Apple-Studded Brown Butter Streusel Coffee Cake is an easy apple dessert, great for using sweet apples.
Apple season is in full swing, and that means apples are crisper, sweeter and riper than ever, with dozens of varieties available at pick-your-own orchards and farmers’ markets. And if you find yourself trying to decide between Mutsu, Empire, Cortland, Pink Lady and other unfamiliar apple varieties, wondering which is good for cooking, baking and eating out-of-hand, The Apple Lover’s Cookbook by Amy Traverso is the perfect book to have by your side.
Amy includes a reference section that describes 59 great apple varieties in-depth (with pictures!), but for ease of use, she also divides all apples into four general categories: firm-tart, firm-sweet, tender-tart and tender-sweet. There’s even an “apple varieties cheat sheet,” dividing the apples into these categories, that I may Xerox before heading to the farmers’ market.
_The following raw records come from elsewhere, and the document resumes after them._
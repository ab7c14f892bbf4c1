//! `resolve`: offline scan-text parsing.

use serde::Serialize;

use spoolsync_core::{SpoolId, resolve};

use crate::cli::{GlobalOpts, ResolveArgs};
use crate::error::CliError;
use crate::output;

#[derive(Serialize)]
struct Resolved<'a> {
    input: &'a str,
    spool_id: SpoolId,
}

pub fn handle(args: &ResolveArgs, global: &GlobalOpts) -> Result<(), CliError> {
    let spool_id = resolve(&args.text)?;
    let resolved = Resolved {
        input: &args.text,
        spool_id,
    };
    let out = output::render_single(
        &global.output,
        &resolved,
        |r| format!("Spool {}", r.spool_id),
        |r| r.spool_id.to_string(),
    );
    output::print_output(&out, global.quiet);
    Ok(())
}
// ── Core error types ──
//
// Domain errors from spoolsync-core. Consumers never see raw HTTP status
// handling or JSON parse failures; the `From<spoolsync_api::Error>` impl
// translates transport-layer errors into domain variants.

use thiserror::Error;

/// Unified error type for the core crate.
#[derive(Debug, Error)]
pub enum CoreError {
    // ── Reconciliation errors ────────────────────────────────────────
    /// Scanned text is neither a spool URL nor a `scheme:s-<id>` reference.
    #[error("Invalid QR code: {code:?}")]
    InvalidCode { code: String },

    /// The bridge refused a commit. `message` is shown to the user verbatim.
    #[error("{message}")]
    CommitRejected {
        message: String,
        status: Option<u16>,
    },

    /// The action is not available in the session's current state.
    #[error("Action not allowed: {reason}")]
    PreconditionViolated { reason: String },

    #[error("Reconciliation session is closed")]
    SessionClosed,

    // ── Input errors ─────────────────────────────────────────────────
    #[error("Tray {index} is not provisioned (tray count is {tray_count})")]
    InvalidTray { index: u8, tray_count: u32 },

    #[error("Invalid tray: {input:?}")]
    InvalidTrayInput { input: String },

    #[error("Invalid spool id: {input:?}")]
    InvalidSpoolId { input: String },

    // ── Connection errors ────────────────────────────────────────────
    #[error("Cannot reach bridge at {url}: {reason}")]
    ConnectionFailed { url: String, reason: String },

    #[error("Bridge request timed out after {timeout_secs}s")]
    Timeout { timeout_secs: u64 },

    // ── API errors (wrapped, not exposed raw) ────────────────────────
    #[error("API error: {message}")]
    Api {
        message: String,
        /// HTTP status code (if applicable).
        status: Option<u16>,
    },

    // ── Configuration errors ─────────────────────────────────────────
    #[error("Configuration error: {message}")]
    Config { message: String },

    // ── Internal errors ──────────────────────────────────────────────
    #[error("Internal error: {0}")]
    Internal(String),
}

impl CoreError {
    pub(crate) fn precondition(reason: impl Into<String>) -> Self {
        Self::PreconditionViolated {
            reason: reason.into(),
        }
    }

    /// Translate an API error raised by a commit request. Service
    /// rejections become [`CoreError::CommitRejected`]; everything else
    /// keeps its transport meaning.
    pub(crate) fn from_commit(err: spoolsync_api::Error) -> Self {
        match err {
            spoolsync_api::Error::Rejected { status, message } => Self::CommitRejected {
                message,
                status: Some(status),
            },
            other => other.into(),
        }
    }
}

// ── Conversion from transport-layer errors ───────────────────────────

impl From<spoolsync_api::Error> for CoreError {
    fn from(err: spoolsync_api::Error) -> Self {
        match err {
            spoolsync_api::Error::Transport(ref e) => {
                if e.is_timeout() {
                    CoreError::Timeout { timeout_secs: 0 }
                } else if e.is_connect() {
                    CoreError::ConnectionFailed {
                        url: e.url().map_or_else(|| "<unknown>".into(), ToString::to_string),
                        reason: e.to_string(),
                    }
                } else {
                    CoreError::Api {
                        message: e.to_string(),
                        status: e.status().map(|s| s.as_u16()),
                    }
                }
            }
            spoolsync_api::Error::InvalidUrl(e) => CoreError::Config {
                message: format!("Invalid URL: {e}"),
            },
            spoolsync_api::Error::InvalidBaseUrl(url) => CoreError::Config {
                message: format!("Invalid bridge URL: {url}"),
            },
            spoolsync_api::Error::Timeout { timeout_secs } => CoreError::Timeout { timeout_secs },
            spoolsync_api::Error::Tls(msg) => CoreError::ConnectionFailed {
                url: String::new(),
                reason: format!("TLS error: {msg}"),
            },
            spoolsync_api::Error::Rejected { status, message } => CoreError::Api {
                message,
                status: Some(status),
            },
            spoolsync_api::Error::Deserialization { message, body: _ } => {
                CoreError::Internal(format!("Deserialization error: {message}"))
            }
        }
    }
}
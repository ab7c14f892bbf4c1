// ── API -> domain conversion ──
//
// Wire sentinels (`null`, `-1`, string tray keys, epoch zero) stop here.

use chrono::{DateTime, Utc};
use spoolsync_api::models::{PrinterInfoResponse, SettingsResponse};

use crate::model::{PrinterInfo, SpoolSelection, TraySettings, TraySlot};

impl From<SettingsResponse> for TraySettings {
    fn from(raw: SettingsResponse) -> Self {
        let tray_count = raw.tray_count.unwrap_or(Self::DEFAULT_TRAY_COUNT);
        let mut settings = TraySettings {
            tray_count,
            active_tray: raw.active_tray.and_then(TraySlot::from_wire),
            locked: raw
                .locked_trays
                .into_iter()
                .filter_map(TraySlot::from_wire)
                .collect(),
            ..TraySettings::default()
        };

        for (key, value) in raw.trays {
            let Some(tray) = key.trim().parse::<i64>().ok().and_then(TraySlot::from_wire) else {
                continue;
            };
            if !settings.is_provisioned(tray) {
                continue;
            }
            if let SpoolSelection::Spool(id) = SpoolSelection::from_wire(value) {
                settings.assignments.insert(tray, id);
            }
        }

        settings
    }
}

impl From<PrinterInfoResponse> for PrinterInfo {
    fn from(raw: PrinterInfoResponse) -> Self {
        let last_update = if raw.last_update > 0 {
            DateTime::<Utc>::from_timestamp(raw.last_update, 0)
        } else {
            None
        };
        PrinterInfo {
            connected: raw.connected,
            telemetry: raw.status,
            last_update,
        }
    }
}
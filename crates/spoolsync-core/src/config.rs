// ── Runtime connection configuration ──
//
// These types describe *how* to reach the bridge and how a reconciliation
// session behaves. They never touch disk: the CLI builds a `SyncConfig`
// from its profile and hands it in.

use std::path::PathBuf;
use std::time::Duration;

use spoolsync_api::{TlsMode, TransportConfig};
use url::Url;

/// Quiet period before an edited identifier counts as settled.
pub const DEFAULT_DEBOUNCE: Duration = Duration::from_millis(500);

/// TLS verification strategy.
#[derive(Debug, Clone, Default, PartialEq, Eq)]
pub enum TlsVerification {
    /// System CA store (strict).
    #[default]
    SystemDefaults,
    /// Custom CA certificate file.
    CustomCa(PathBuf),
    /// Skip verification (self-signed certs on a LAN bridge).
    DangerAcceptInvalid,
}

/// Configuration for one bridge connection.
#[derive(Debug, Clone)]
pub struct SyncConfig {
    /// Bridge API root (e.g., `http://bridge.local:8000/api/`).
    pub bridge_url: Url,
    pub tls: TlsVerification,
    /// Request timeout.
    pub timeout: Duration,
    /// Debounce window for identifier edits.
    pub debounce: Duration,
    /// Number of capture-capable (camera/scanner) devices available to
    /// sessions. Scan mode is unavailable at zero.
    pub capture_devices: usize,
}

impl SyncConfig {
    pub fn new(bridge_url: Url) -> Self {
        Self {
            bridge_url,
            tls: TlsVerification::default(),
            timeout: Duration::from_secs(30),
            debounce: DEFAULT_DEBOUNCE,
            capture_devices: 0,
        }
    }

    pub(crate) fn transport(&self) -> TransportConfig {
        let tls = match &self.tls {
            TlsVerification::SystemDefaults => TlsMode::System,
            TlsVerification::CustomCa(path) => TlsMode::CustomCa(path.clone()),
            TlsVerification::DangerAcceptInvalid => TlsMode::DangerAcceptInvalid,
        };
        TransportConfig {
            tls,
            timeout: self.timeout,
        }
    }
}
#![allow(clippy::unwrap_used)]
// End-to-end reconciliation tests against a stateful fake bridge.

use std::collections::BTreeMap;
use std::sync::{Arc, Mutex};
use std::time::{Duration, Instant};

use futures_util::StreamExt;
use pretty_assertions::assert_eq;
use serde_json::{Value, json};
use url::Url;
use wiremock::matchers::{method, path, path_regex};
use wiremock::{Mock, MockServer, Request, Respond, ResponseTemplate};

use spoolsync_core::{
    CloseReason, CommitPhase, CoreError, DEFAULT_DEBOUNCE, LookupState, ScanMode, SessionError,
    SpoolId, SpoolSelection, SpoolSync, SyncConfig, TraySlot,
};

const FAST_DEBOUNCE: Duration = Duration::from_millis(20);

// ── Fake bridge ─────────────────────────────────────────────────────

#[derive(Default)]
struct BridgeState {
    tray_count: u32,
    trays: BTreeMap<String, Option<u32>>,
    locked: Vec<u32>,
    spools: Vec<u32>,
    tags: BTreeMap<u32, String>,
    reject_commits: Option<(u16, String)>,
    commit_bodies: Vec<Value>,
}

#[derive(Clone, Default)]
struct FakeBridge {
    state: Arc<Mutex<BridgeState>>,
}

struct Settings(FakeBridge);
struct Spool(FakeBridge);
struct AssignTray(FakeBridge);
struct SetUuid(FakeBridge);

fn last_segment(request: &Request) -> u32 {
    request
        .url
        .path_segments()
        .and_then(Iterator::last)
        .and_then(|s| s.parse().ok())
        .unwrap()
}

impl Respond for Settings {
    fn respond(&self, _: &Request) -> ResponseTemplate {
        let state = self.0.state.lock().unwrap();
        ResponseTemplate::new(200).set_body_json(json!({
            "tray_count": state.tray_count,
            "trays": state.trays,
            "active_tray": 0,
            "locked_trays": state.locked,
        }))
    }
}

impl Respond for Spool {
    fn respond(&self, request: &Request) -> ResponseTemplate {
        let id = last_segment(request);
        let state = self.0.state.lock().unwrap();
        if state.spools.contains(&id) {
            ResponseTemplate::new(200).set_body_json(json!({
                "id": id,
                "remaining_length": 100_000.0,
                "filament": { "name": "Matte Black", "material": "PLA", "color_hex": "000000" }
            }))
        } else {
            ResponseTemplate::new(404).set_body_json(json!({ "message": "Spool not found" }))
        }
    }
}

impl Respond for AssignTray {
    fn respond(&self, request: &Request) -> ResponseTemplate {
        let tray = last_segment(request);
        let body: Value = serde_json::from_slice(&request.body).unwrap();
        let mut state = self.0.state.lock().unwrap();
        state.commit_bodies.push(body.clone());
        if let Some((status, message)) = &state.reject_commits {
            return ResponseTemplate::new(*status).set_body_json(json!({ "message": message }));
        }
        let spool = body["spool_id"].as_u64().map(|id| u32::try_from(id).unwrap());
        state.trays.insert(tray.to_string(), spool);
        ResponseTemplate::new(200).set_body_json(json!({ "status": "ok" }))
    }
}

impl Respond for SetUuid {
    fn respond(&self, request: &Request) -> ResponseTemplate {
        let spool = last_segment(request);
        let body: Value = serde_json::from_slice(&request.body).unwrap();
        let mut state = self.0.state.lock().unwrap();
        state.commit_bodies.push(body.clone());
        state
            .tags
            .insert(spool, body["tray_uuid"].as_str().unwrap().to_owned());
        ResponseTemplate::new(200).set_body_json(json!({ "status": "ok" }))
    }
}

impl FakeBridge {
    fn with(configure: impl FnOnce(&mut BridgeState)) -> Self {
        let bridge = Self::default();
        {
            let mut state = bridge.state.lock().unwrap();
            state.tray_count = 8;
            configure(&mut state);
        }
        bridge
    }

    fn tray(&self, tray: u8) -> Option<u32> {
        self.state
            .lock()
            .unwrap()
            .trays
            .get(&tray.to_string())
            .copied()
            .flatten()
    }

    fn commit_bodies(&self) -> Vec<Value> {
        self.state.lock().unwrap().commit_bodies.clone()
    }

    async fn mount(&self, server: &MockServer) {
        Mock::given(method("GET"))
            .and(path("/settings"))
            .respond_with(Settings(self.clone()))
            .mount(server)
            .await;
        Mock::given(method("GET"))
            .and(path_regex(r"^/spool/\d+$"))
            .respond_with(Spool(self.clone()))
            .mount(server)
            .await;
        Mock::given(method("POST"))
            .and(path_regex(r"^/tray/\d+$"))
            .respond_with(AssignTray(self.clone()))
            .mount(server)
            .await;
        Mock::given(method("POST"))
            .and(path_regex(r"^/set-uuid/\d+$"))
            .respond_with(SetUuid(self.clone()))
            .mount(server)
            .await;
    }
}

async fn mount_printer(server: &MockServer, tray_zero_tag: &str) {
    Mock::given(method("GET"))
        .and(path("/printer-info"))
        .respond_with(ResponseTemplate::new(200).set_body_json(json!({
            "connected": true,
            "last_update": 1_700_000_000,
            "status": { "print": { "ams": { "ams": [
                { "id": "0", "tray": [ { "id": "0", "tray_uuid": tray_zero_tag } ] }
            ] } } }
        })))
        .mount(server)
        .await;
}

async fn setup(bridge: &FakeBridge, debounce: Duration) -> (MockServer, SpoolSync) {
    let server = MockServer::start().await;
    bridge.mount(&server).await;

    let mut config = SyncConfig::new(Url::parse(&server.uri()).unwrap());
    config.debounce = debounce;
    config.capture_devices = 1;
    (server, SpoolSync::new(config).unwrap())
}
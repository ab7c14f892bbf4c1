// Shared transport configuration for building reqwest::Client instances.
//
// TLS, timeout and user-agent settings live here so every consumer of the
// bridge builds its HTTP client the same way.

use std::path::PathBuf;
use std::time::Duration;

use crate::error::Error;

/// TLS verification mode (api-level mirror of core's `TlsVerification`).
#[derive(Debug, Clone)]
pub enum TlsMode {
    /// Use the system certificate store.
    System,
    /// Use a custom CA certificate from the given PEM file.
    CustomCa(PathBuf),
    /// Accept any certificate (self-signed bridge behind a reverse proxy).
    DangerAcceptInvalid,
}

/// Shared transport configuration for building HTTP clients.
#[derive(Debug, Clone)]
pub struct TransportConfig {
    pub tls: TlsMode,
    pub timeout: Duration,
}

impl Default for TransportConfig {
    fn default() -> Self {
        Self {
            tls: TlsMode::System,
            timeout: Duration::from_secs(30),
        }
    }
}

impl TransportConfig {
    /// Build a `reqwest::Client` from this config.
    pub fn build_client(&self) -> Result<reqwest::Client, Error> {
        let mut builder = reqwest::Client::builder()
            .timeout(self.timeout)
            .user_agent(concat!("spoolsync/", env!("CARGO_PKG_VERSION")));

        match &self.tls {
            TlsMode::System => {}
            TlsMode::CustomCa(path) => {
                let cert_pem = std::fs::read(path)
                    .map_err(|e| Error::Tls(format!("failed to read CA cert: {e}")))?;
                let cert = reqwest::Certificate::from_pem(&cert_pem)
                    .map_err(|e| Error::Tls(format!("invalid CA cert: {e}")))?;
                builder = builder.add_root_certificate(cert);
            }
            TlsMode::DangerAcceptInvalid => {
                builder = builder.danger_accept_invalid_certs(true);
            }
        }

        builder
            .build()
            .map_err(|e| Error::Tls(format!("failed to build HTTP client: {e}")))
    }

    /// Override the request timeout.
    pub fn with_timeout(mut self, timeout: Duration) -> Self {
        self.timeout = timeout;
        self
    }
}
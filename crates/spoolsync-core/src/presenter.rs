// ── Modal presenter ──
//
// Owns the at-most-one open reconciliation session. Presenting a new
// session replaces (and closes) the previous one.

use std::sync::{Mutex, PoisonError};

use crate::session::{CloseReason, ReconciliationSession};

#[derive(Debug, Default)]
pub struct Presenter {
    current: Mutex<Option<ReconciliationSession>>,
}

impl Presenter {
    pub fn new() -> Self {
        Self::default()
    }

    /// Present `session`, closing whatever was presented before.
    pub fn present(&self, session: ReconciliationSession) {
        let previous = self
            .current
            .lock()
            .unwrap_or_else(PoisonError::into_inner)
            .replace(session);
        if let Some(previous) = previous {
            previous.close_with(CloseReason::Replaced);
        }
    }

    /// The presented session, if it is still open.
    pub fn current(&self) -> Option<ReconciliationSession> {
        let mut current = self.current.lock().unwrap_or_else(PoisonError::into_inner);
        if current.as_ref().is_some_and(|s| !s.is_open()) {
            *current = None;
        }
        current.clone()
    }

    /// Close and forget the presented session.
    pub fn dismiss(&self) {
        let previous = self
            .current
            .lock()
            .unwrap_or_else(PoisonError::into_inner)
            .take();
        if let Some(previous) = previous {
            previous.close_with(CloseReason::Dismissed);
        }
    }
}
The recipes, which span from savory meat pies to apple tarts and breakfast through dinner dishes, all include a general apple category suggestion (and occasionally a specific variety suggestion), so you’ll know you’re using the best type of apple for each recipe. It’s amazing and sure to get you out of the familiar Granny-Smith-for-baking rut.
A rustic Free-Form Apple-Pear-Cranberry Tart makes an impressive dessert for any get-together.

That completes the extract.